The National Rifle Association (NRA) and its supporters in Congress have instituted restrictions on federal funding for gun violence research at the CDC since 1996 and at the National Institutes of Health (NIH) since 2011. The law prohibits research that “advocates or promotes gun control.” Because this language is unclear, there has been little federal research related to gun violence. In 2004, the National Academy of Sciences identified several significant gaps in gun violence research that could better inform policy.

“The law is so vague it puts a virtual freeze on gun violence research,” said Michael Halpern of the Center for Science and Democracy at UCS. “It’s like censorship: when people don’t know what’s prohibited, they assume everything is prohibited.”

Andrew Rosenberg, the center’s director, said the White House’s interpretation that the law does not prohibit gun violence research is helpful, but not enough to clarify the situation for scientists and science agencies.

“The White House is making the right move in pushing for more gun violence research.
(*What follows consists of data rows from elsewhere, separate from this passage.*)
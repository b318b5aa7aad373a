//! Linear-scan register allocation.

use hashbrown::HashMap;

use crate::inter::Temp;
use crate::semantic::Type;

use super::live_range::{ClassRanges, LiveRange, LiveRanges};

/// Allocation of one register class: register names or spill-slot byte
/// offsets, keyed by temporary identity.
#[derive(Debug, Default)]
pub struct ClassAllocation {
    pub registers: HashMap<Temp, &'static str>,
    pub spills: HashMap<Temp, u32>,
    pub spill_count: u32,
}

/// Classic linear scan over intervals sorted by start.
///
/// Members of the active set whose end precedes the new interval's start are
/// expired first, freeing their registers. When no register is free the
/// farthest-ending active interval is compared against the new one: whichever
/// lives longer takes a fresh spill slot, the other keeps (or takes over)
/// the register. Slot offsets grow by `slot_size` per spill, so they are
/// unique and strictly increasing in assignment order.
pub fn linear_scan(ranges: &ClassRanges, available: &[&'static str], slot_size: u32) -> ClassAllocation {
    let mut alloc = ClassAllocation::default();
    let mut free: Vec<&'static str> = available.to_vec();
    let mut active: Vec<(Temp, LiveRange, &'static str)> = Vec::new();

    for (temp, range) in ranges.sorted_by_start() {
        let mut i = 0;
        while i < active.len() {
            if active[i].1.end < range.start {
                let (_, _, reg) = active.remove(i);
                free.push(reg);
            } else {
                i += 1;
            }
        }

        if !free.is_empty() {
            let reg = free.remove(0);
            alloc.registers.insert(temp, reg);
            active.push((temp, range, reg));
            continue;
        }

        // No register left: spill whichever interval ends farthest. The
        // first of equally-far candidates wins, keeping ties deterministic.
        let mut victim: Option<(usize, usize)> = None;
        for (index, (_, active_range, _)) in active.iter().enumerate() {
            if victim.map_or(true, |(_, end)| active_range.end > end) {
                victim = Some((index, active_range.end));
            }
        }

        match victim {
            Some((index, end)) if range.end < end => {
                let (evicted, _, reg) = active.remove(index);
                alloc.registers.remove(&evicted);
                alloc.spill_count += 1;
                alloc.spills.insert(evicted, alloc.spill_count * slot_size);
                alloc.registers.insert(temp, reg);
                active.push((temp, range, reg));
            }
            _ => {
                alloc.spill_count += 1;
                alloc.spills.insert(temp, alloc.spill_count * slot_size);
            }
        }
    }
    alloc
}

/// Merged allocation of both classes. Integer spill slots occupy the top of
/// the spill region; float slots follow below, so the two classes form one
/// contiguous frame area.
#[derive(Debug)]
pub struct RegisterAllocation {
    pub registers: HashMap<Temp, &'static str>,
    pub spills: HashMap<Temp, u32>,
    pub int_spill_count: u32,
    pub float_spill_count: u32,
}

impl RegisterAllocation {
    /// Total frame bytes: spill regions rounded up to the 16-byte multiple
    /// the SysV ABI requires.
    pub fn frame_size(&self) -> u32 {
        let raw =
            self.int_spill_count * Type::Int.size() + self.float_spill_count * Type::Real.size();
        raw.div_ceil(16) * 16
    }
}

/// Allocate both classes independently and concatenate their spill regions.
pub fn allocate(
    ranges: &LiveRanges,
    int_regs: &[&'static str],
    float_regs: &[&'static str],
) -> RegisterAllocation {
    let int = linear_scan(&ranges.int, int_regs, Type::Int.size());
    let float = linear_scan(&ranges.float, float_regs, Type::Real.size());
    log::debug!(
        "register allocation: {} int temps ({} spilled), {} float temps ({} spilled)",
        ranges.int.len(),
        int.spill_count,
        ranges.float.len(),
        float.spill_count,
    );

    let int_bytes = int.spill_count * Type::Int.size();
    let mut registers = int.registers;
    registers.extend(float.registers);
    let mut spills = int.spills;
    for (temp, offset) in float.spills {
        spills.insert(temp, offset + int_bytes);
    }

    RegisterAllocation {
        registers,
        spills,
        int_spill_count: int.spill_count,
        float_spill_count: float.spill_count,
    }
}

#[cfg(test)]
mod tests {
    use super::*;
    use crate::inter::Temp;

    fn temp(id: u32) -> Temp {
        Temp { id, ty: Type::Int }
    }

    fn ranges_of(spans: &[(u32, usize, usize)]) -> ClassRanges {
        // ClassRanges is built through its recording API in production; the
        // tests reconstruct the same state from (id, start, end) triples.
        let mut ranges = ClassRanges::default();
        for &(id, start, end) in spans {
            ranges.record_for_test(temp(id), start);
            ranges.record_for_test(temp(id), end);
        }
        ranges
    }

    #[test]
    fn disjoint_ranges_share_one_register() {
        let ranges = ranges_of(&[(0, 0, 1), (1, 2, 3), (2, 4, 5)]);
        let alloc = linear_scan(&ranges, &["r12d"], 4);
        assert_eq!(alloc.spill_count, 0);
        assert!(alloc.registers.values().all(|&r| r == "r12d"));
    }

    #[test]
    fn longest_living_interval_is_spilled() {
        // %0 spans everything; when %1 arrives with a nearer end it takes
        // the register and %0 moves to a spill slot.
        let ranges = ranges_of(&[(0, 0, 10), (1, 1, 2)]);
        let alloc = linear_scan(&ranges, &["r12d"], 4);
        assert_eq!(alloc.registers.get(&temp(1)), Some(&"r12d"));
        assert_eq!(alloc.spills.get(&temp(0)), Some(&4));
    }

    #[test]
    fn new_interval_spills_itself_when_it_lives_longest() {
        let ranges = ranges_of(&[(0, 0, 3), (1, 1, 10)]);
        let alloc = linear_scan(&ranges, &["r12d"], 4);
        assert_eq!(alloc.registers.get(&temp(0)), Some(&"r12d"));
        assert_eq!(alloc.spills.get(&temp(1)), Some(&4));
    }

    #[test]
    fn spill_offsets_increase_per_slot() {
        let ranges = ranges_of(&[(0, 0, 9), (1, 1, 9), (2, 2, 9), (3, 3, 9)]);
        let alloc = linear_scan(&ranges, &["r12d"], 4);
        assert_eq!(alloc.spill_count, 3);
        let mut offsets: Vec<u32> = alloc.spills.values().copied().collect();
        offsets.sort_unstable();
        assert_eq!(offsets, vec![4, 8, 12]);
    }

    #[test]
    fn float_region_sits_below_the_int_region() {
        let mut ranges = LiveRanges::default();
        for id in 0..3 {
            ranges.int.record_for_test(temp(id), 0);
            ranges.int.record_for_test(temp(id), 9);
        }
        for id in 10..12 {
            let t = Temp { id, ty: Type::Real };
            ranges.float.record_for_test(t, 0);
            ranges.float.record_for_test(t, 9);
        }
        let alloc = allocate(&ranges, &["r12d"], &["xmm8"]);
        assert_eq!(alloc.int_spill_count, 2);
        assert_eq!(alloc.float_spill_count, 1);
        // Int slots at 4 and 8; the float slot starts after the 8 int bytes.
        assert_eq!(alloc.spills.get(&Temp { id: 11, ty: Type::Real }), Some(&16));
        assert_eq!(alloc.frame_size(), 16);
    }

    #[test]
    fn frame_size_is_a_multiple_of_sixteen() {
        let mut ranges = LiveRanges::default();
        for id in 0..6 {
            ranges.int.record_for_test(temp(id), 0);
            ranges.int.record_for_test(temp(id), 9);
        }
        let alloc = allocate(&ranges, &["r12d"], &["xmm8"]);
        assert_eq!(alloc.int_spill_count, 5);
        assert_eq!(alloc.frame_size() % 16, 0);
        assert_eq!(alloc.frame_size(), 32);
    }
}
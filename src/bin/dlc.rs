//! Command-line driver for the DL compiler.

use std::fs;
use std::path::PathBuf;
use std::process::ExitCode;

use clap::Parser;

use dlc::codegen::X64CodeGenerator;
use dlc::inter::{generate, Interpreter};
use dlc::CompileError;

#[derive(Parser)]
#[command(name = "dlc", version, about = "Compiler for the DL toy language")]
struct Args {
    /// DL source file.
    input: PathBuf,

    /// Output assembly path; defaults to the input with extension `.s`.
    #[arg(short, long)]
    output: Option<PathBuf>,

    /// Print the annotated syntax tree.
    #[arg(long)]
    dump_ast: bool,

    /// Print the generated three-address code.
    #[arg(long)]
    dump_ir: bool,

    /// Execute the IR directly instead of emitting assembly.
    #[arg(long)]
    interpret: bool,

    /// Write the control-flow graph in Graphviz DOT form to this path.
    #[arg(long)]
    dot: Option<PathBuf>,
}

fn main() -> ExitCode {
    env_logger::init();
    let args = Args::parse();
    match run(&args) {
        Ok(()) => ExitCode::SUCCESS,
        Err(errors) => {
            for error in errors {
                eprintln!("{error}");
            }
            ExitCode::FAILURE
        }
    }
}

fn run(args: &Args) -> Result<(), Vec<CompileError>> {
    let source = fs::read_to_string(&args.input).map_err(io_error)?;

    let program = dlc::front_end(&source)?;
    if args.dump_ast {
        println!("{program:#?}");
    }

    let ir = generate(&program).map_err(|e| vec![e])?;
    if args.dump_ir {
        print!("{ir}");
    }
    if let Some(path) = &args.dot {
        fs::write(path, ir.to_dot()).map_err(io_error)?;
        log::info!("wrote CFG to {}", path.display());
    }

    if args.interpret {
        let stdin = std::io::stdin();
        let stdout = std::io::stdout();
        Interpreter::new(&ir, stdin.lock(), stdout.lock())
            .run()
            .map_err(|e| vec![e])?;
        return Ok(());
    }

    let asm = X64CodeGenerator::new(&ir).generate().map_err(|e| vec![e])?;
    let output = args.output.clone().unwrap_or_else(|| args.input.with_extension("s"));
    fs::write(&output, asm).map_err(io_error)?;
    log::info!("wrote assembly to {}", output.display());
    Ok(())
}

fn io_error(error: std::io::Error) -> Vec<CompileError> {
    vec![CompileError::Io(error)]
}
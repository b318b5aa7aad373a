//! Scope resolution and type checking over the parsed tree.
//!
//! The checker annotates every expression with its resolved type and every
//! variable reference with its declaring scope, inserting `Convert` nodes
//! where an int operand meets a real context. Diagnostics are collected
//! rather than failing fast, so one run reports every error in the program.

use crate::error::CompileError;
use crate::tree::{BinOp, Expr, Literal, Program, Stmt, UnOp, VarRef};

use super::env::ScopeStack;
use super::Type;

/// Check `program` in place. On failure every collected diagnostic is
/// returned; the pipeline must not proceed past a non-empty result.
pub fn check(program: &mut Program) -> Result<(), Vec<CompileError>> {
    let mut checker = Checker::new();
    checker.stmt(&mut program.body);
    checker.finish()
}

struct Checker {
    scopes: ScopeStack,
    diagnostics: Vec<CompileError>,
}

impl Checker {
    fn new() -> Self {
        let mut scopes = ScopeStack::new();
        scopes.push();
        Self { scopes, diagnostics: Vec::new() }
    }

    fn finish(mut self) -> Result<(), Vec<CompileError>> {
        self.leave_scope();
        if self.diagnostics.is_empty() {
            Ok(())
        } else {
            Err(self.diagnostics)
        }
    }

    fn error(&mut self, line: u32, message: String) {
        self.diagnostics.push(CompileError::Semantic { line, message });
    }

    fn leave_scope(&mut self) {
        if let Some(scope) = self.scopes.pop() {
            for (name, info) in scope.symbols() {
                if !info.used {
                    log::warn!(
                        "variable \"{name}\" declared at line {} but never used",
                        info.declaration_line
                    );
                }
            }
        }
    }

    fn stmt(&mut self, stmt: &mut Stmt) {
        match stmt {
            Stmt::Block(stmts) => {
                self.scopes.push();
                for stmt in stmts {
                    self.stmt(stmt);
                }
                self.leave_scope();
            }
            Stmt::Decl { ty, vars, line } => {
                let (ty, line) = (*ty, *line);
                for var in vars {
                    match self.scopes.declare(&var.name, ty, line) {
                        Ok(scope) => {
                            var.ty = Some(ty);
                            var.scope = Some(scope);
                        }
                        Err(previous) => {
                            let name = var.name.clone();
                            self.error(
                                line,
                                format!(
                                    "variable \"{name}\" already declared in this scope (line {previous})"
                                ),
                            );
                        }
                    }
                }
            }
            Stmt::Assign { var, expr, line } => {
                let line = *line;
                let expr_ty = self.expr(expr);
                let var_ty = self.resolve_var(var);
                if let (Some(var_ty), Some(expr_ty)) = (var_ty, expr_ty) {
                    if var_ty == expr_ty {
                        // nothing to do
                    } else if expr_ty == Type::Int && var_ty == Type::Real {
                        coerce(expr, Type::Real);
                    } else {
                        let name = var.name.clone();
                        self.error(
                            line,
                            format!("cannot assign {expr_ty} to {var_ty} variable \"{name}\""),
                        );
                    }
                }
            }
            Stmt::If { cond, then_body, line } => {
                let line = *line;
                self.condition(cond, line);
                self.stmt(then_body);
            }
            Stmt::IfElse { cond, then_body, else_body, line } => {
                let line = *line;
                self.condition(cond, line);
                self.stmt(then_body);
                self.stmt(else_body);
            }
            Stmt::While { cond, body, line } => {
                let line = *line;
                self.condition(cond, line);
                self.stmt(body);
            }
            Stmt::Write { expr, .. } => {
                self.expr(expr);
            }
            Stmt::Read { var, .. } => {
                self.resolve_var(var);
            }
        }
    }

    fn condition(&mut self, cond: &mut Expr, line: u32) {
        if let Some(ty) = self.expr(cond) {
            if !ty.is_boolean() {
                self.error(line, format!("condition must be bool, found {ty}"));
            }
        }
    }

    fn resolve_var(&mut self, var: &mut VarRef) -> Option<Type> {
        match self.scopes.resolve(&var.name) {
            Some((ty, scope)) => {
                var.ty = Some(ty);
                var.scope = Some(scope);
                Some(ty)
            }
            None => {
                let name = var.name.clone();
                self.error(var.line, format!("undeclared variable \"{name}\""));
                None
            }
        }
    }

    /// Type an expression, annotating it in place. `None` means a diagnostic
    /// was already emitted somewhere below; callers stay quiet to avoid
    /// cascading errors.
    fn expr(&mut self, expr: &mut Expr) -> Option<Type> {
        match expr {
            Expr::Literal { value, .. } => Some(value.ty()),
            Expr::Var(var) => self.resolve_var(var),
            Expr::Convert { to, .. } => Some(*to),
            Expr::Unary { op, operand, ty, line } => {
                let (op, line) = (*op, *line);
                let operand_ty = self.expr(operand)?;
                let result = match op {
                    UnOp::Not if operand_ty.is_boolean() => operand_ty,
                    UnOp::Not => {
                        self.error(line, format!("operator \"!\" requires a bool operand, found {operand_ty}"));
                        return None;
                    }
                    UnOp::Plus | UnOp::Minus if operand_ty.is_numeric() => operand_ty,
                    UnOp::Plus | UnOp::Minus => {
                        self.error(
                            line,
                            format!("unary \"{op}\" requires a numeric operand, found {operand_ty}"),
                        );
                        return None;
                    }
                };
                *ty = Some(result);
                Some(result)
            }
            Expr::Binary { op, lhs, rhs, ty, line } => {
                let (op, line) = (*op, *line);
                let lhs_ty = self.expr(lhs);
                let rhs_ty = self.expr(rhs);
                let (lhs_ty, rhs_ty) = (lhs_ty?, rhs_ty?);
                let result = match op {
                    BinOp::Or | BinOp::And => {
                        if !lhs_ty.is_boolean() || !rhs_ty.is_boolean() {
                            self.error(
                                line,
                                format!("operator \"{op}\" requires bool operands, found {lhs_ty} and {rhs_ty}"),
                            );
                            return None;
                        }
                        Type::Bool
                    }
                    BinOp::Add | BinOp::Sub | BinOp::Mul | BinOp::Div | BinOp::Mod => {
                        let common = self.numeric_common(op, lhs_ty, rhs_ty, line)?;
                        coerce(lhs, common);
                        coerce(rhs, common);
                        common
                    }
                    BinOp::Lt | BinOp::Le | BinOp::Gt | BinOp::Ge => {
                        let common = self.numeric_common(op, lhs_ty, rhs_ty, line)?;
                        coerce(lhs, common);
                        coerce(rhs, common);
                        Type::Bool
                    }
                    BinOp::Eq | BinOp::Ne => {
                        if lhs_ty == rhs_ty {
                            Type::Bool
                        } else if let Some(common) = Type::common(lhs_ty, rhs_ty) {
                            coerce(lhs, common);
                            coerce(rhs, common);
                            Type::Bool
                        } else {
                            self.error(line, format!("cannot compare {lhs_ty} with {rhs_ty}"));
                            return None;
                        }
                    }
                };
                *ty = Some(result);
                Some(result)
            }
        }
    }

    fn numeric_common(&mut self, op: BinOp, lhs: Type, rhs: Type, line: u32) -> Option<Type> {
        if lhs.is_numeric() && rhs.is_numeric() {
            Type::common(lhs, rhs)
        } else {
            self.error(
                line,
                format!("operator \"{op}\" requires numeric operands, found {lhs} and {rhs}"),
            );
            None
        }
    }
}

/// Wrap `expr` in a `Convert` node when its type differs from `to`.
fn coerce(expr: &mut Expr, to: Type) {
    if expr.ty() == Some(to) {
        return;
    }
    let line = expr.line();
    let inner = std::mem::replace(expr, Expr::Literal { value: Literal::Int(0), line });
    *expr = Expr::Convert { to, operand: Box::new(inner), line };
}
But now scientists will have one interpretation of the law from the executive branch and another from Congress,” Rosenberg said. “There is broad agreement that Congress needs to undo the mistakes it has made in restricting gun violence research. Otherwise, we’re going to keep flying half-blind when it comes to knowing what is really effective for curtailing gun violence.”

Former Rep. Jay Dickey (R-Ark.), who secured the CDC research restrictions in 1996, published an op-ed last year expressing his regret for doing so and calling for more research. After Dickey left Congress, the NRA worked with Rep. Danny Rehberg (R-Mont.) to similarly limit grants for gun research at the NIH in 2011.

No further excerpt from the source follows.